# Sunbasque blush on tan skin?



## MizzMelroseMood (Mar 28, 2010)

I really thought I was gonna <3 this blush but I feel like whenever I wear it I look like I'm just wearing a bronzer on my cheeks, it doesn't look like as peachy or pop as much I thought it would. It just makes me look like I overdid it with bronzer actually. I apply it with MAC's 129.
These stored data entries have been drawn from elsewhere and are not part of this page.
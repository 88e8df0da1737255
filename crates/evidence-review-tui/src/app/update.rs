use std::time::Instant;

use ratatui::layout::Position;

use evidence_review_core::{FlagField, SaveTrigger};

use super::{App, Screen, osc52_copy};
use crate::action::Action;
use crate::model::toast::ToastKind;

/// Where a navigation request wants to go.
#[derive(Debug, Clone, Copy)]
enum Nav {
    Prev,
    Next,
    To(usize),
}

impl App {
    /// Process a user action and update state. Returns true if the app should quit.
    pub fn update(&mut self, action: Action) -> bool {
        if action == Action::ForceQuit {
            self.should_quit = true;
            return true;
        }

        // Quit confirmation modal: q confirms, Esc cancels
        if self.confirm_quit {
            match action {
                Action::Quit => {
                    self.should_quit = true;
                    return true;
                }
                Action::NavigateBack => {
                    self.confirm_quit = false;
                }
                Action::Tick => self.on_tick(Instant::now()),
                _ => {}
            }
            return false;
        }

        // Help overlay: any key closes it
        if self.show_help {
            match action {
                Action::Tick => self.on_tick(Instant::now()),
                Action::Quit => self.confirm_quit = true,
                Action::None
                | Action::DragStart(..)
                | Action::DragMove(..)
                | Action::DragEnd => {}
                _ => self.show_help = false,
            }
            return false;
        }

        match action {
            Action::Quit => self.confirm_quit = true,
            Action::ToggleHelp => self.show_help = true,
            Action::Tick => self.on_tick(Instant::now()),
            Action::Reload => {
                if matches!(self.screen, Screen::Failed(_)) {
                    tracing::info!("reloading records");
                    self.start_load();
                }
            }
            _ if self.screen == Screen::Review => self.update_review(action),
            _ => {}
        }
        false
    }

    fn update_review(&mut self, action: Action) {
        match action {
            Action::PrevRecord => self.navigate(Nav::Prev),
            Action::NextRecord => self.navigate(Nav::Next),
            Action::ToggleFlag(field) => self.toggle_flag(field, Instant::now()),
            Action::Save => self.request_save(SaveTrigger::Manual),
            Action::ZoomIn => {
                if let Some(s) = &mut self.session {
                    s.viewport_mut().zoom_in();
                }
            }
            Action::ZoomOut => {
                if let Some(s) = &mut self.session {
                    s.viewport_mut().zoom_out();
                }
            }
            Action::ResetZoom => {
                if let Some(s) = &mut self.session {
                    s.viewport_mut().reset();
                }
            }
            Action::DragStart(x, y) => {
                if let Some(area) = self.last_image_area
                    && area.contains(Position::new(x, y))
                    && let Some(s) = &mut self.session
                {
                    s.viewport_mut().begin_drag(i32::from(x), i32::from(y));
                }
            }
            Action::DragMove(x, y) => {
                if let Some(s) = &mut self.session {
                    s.viewport_mut().drag_to(i32::from(x), i32::from(y));
                }
            }
            Action::DragEnd => {
                if let Some(s) = &mut self.session {
                    s.viewport_mut().end_drag();
                }
            }
            Action::ToggleSidebar => {
                self.sidebar_visible = !self.sidebar_visible;
                if let Some(s) = &self.session {
                    self.list_cursor = s.cursor();
                }
            }
            Action::ListUp => {
                if self.sidebar_visible {
                    self.list_cursor = self.list_cursor.saturating_sub(1);
                }
            }
            Action::ListDown => {
                if self.sidebar_visible
                    && let Some(s) = &self.session
                    && self.list_cursor + 1 < s.len()
                {
                    self.list_cursor += 1;
                }
            }
            Action::ListSelect => {
                if self.sidebar_visible {
                    self.navigate(Nav::To(self.list_cursor));
                }
            }
            Action::CopyImageUrl => {
                let url = self
                    .session
                    .as_ref()
                    .and_then(|s| s.image())
                    .map(|slot| slot.url().to_string());
                if let Some(url) = url {
                    osc52_copy(&url);
                    self.toasts
                        .push(ToastKind::Info, "Image URL copied", Instant::now());
                }
            }
            _ => {}
        }
    }

    /// Save first, then move. The save is requested even when the cursor
    /// cannot move so a boundary press still flushes pending edits.
    fn navigate(&mut self, nav: Nav) {
        if self.session.is_none() {
            return;
        }
        self.request_save(SaveTrigger::Navigation);

        let Some(session) = &mut self.session else {
            return;
        };
        let moved = match nav {
            Nav::Prev => session.go_prev(),
            Nav::Next => session.go_next(),
            Nav::To(index) => session.select(index),
        };
        self.list_cursor = session.cursor();
        if moved {
            tracing::debug!(cursor = session.cursor(), "moved to record");
            self.probe_current_image();
        }
    }

    fn toggle_flag(&mut self, field: FlagField, now: Instant) {
        let Some(session) = &mut self.session else {
            return;
        };
        if let Some(value) = session.toggle(field) {
            tracing::debug!(
                cursor = session.cursor(),
                column = field.column(),
                value,
                "flag toggled"
            );
            self.autosave.note_edit(now);
        }
    }

    fn on_tick(&mut self, now: Instant) {
        self.tick = self.tick.wrapping_add(1);
        self.toasts.expire(now);
        self.poll_autosave(now);
    }
}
Any tips? I feel like because its so bronzey and I'm tan, it just looks so blah on me! Should I quit wearing bronzer all-over my face with it maybe? I don't know if that's what's making it look so blah because I also wear bronzer as part of my everyday look.


----------



## Blushbaby (Mar 30, 2010)

Add it on top of a pink blush to bring out the peachy tones.


----------



## GlamYOURUs (Mar 30, 2010)

It looks dirty on me too when I apply it alone (I am NC3O).  Not like a bronzer though. But just a brown rusty color. So I lightly apply it on top of Peaches and it looks divine! Try it.


----------



## MizzMelroseMood (Apr 17, 2010)

Thanks for the tip, my Peaches is all gone but I tried it over Style(looks just like Peaches but with shimmer) and it looked so pretty!


----------



## I_Love_Buffy (Apr 22, 2010)

Quote:

   Originally Posted by *GlamYOURUs* 

 
_It looks dirty on me too when I apply it alone (I am NC3O).  Not like a bronzer though. But just a brown rusty color. So I lightly apply it on top of Peaches and it looks divine! Try it._

 
i agree looked dirty on me too


----------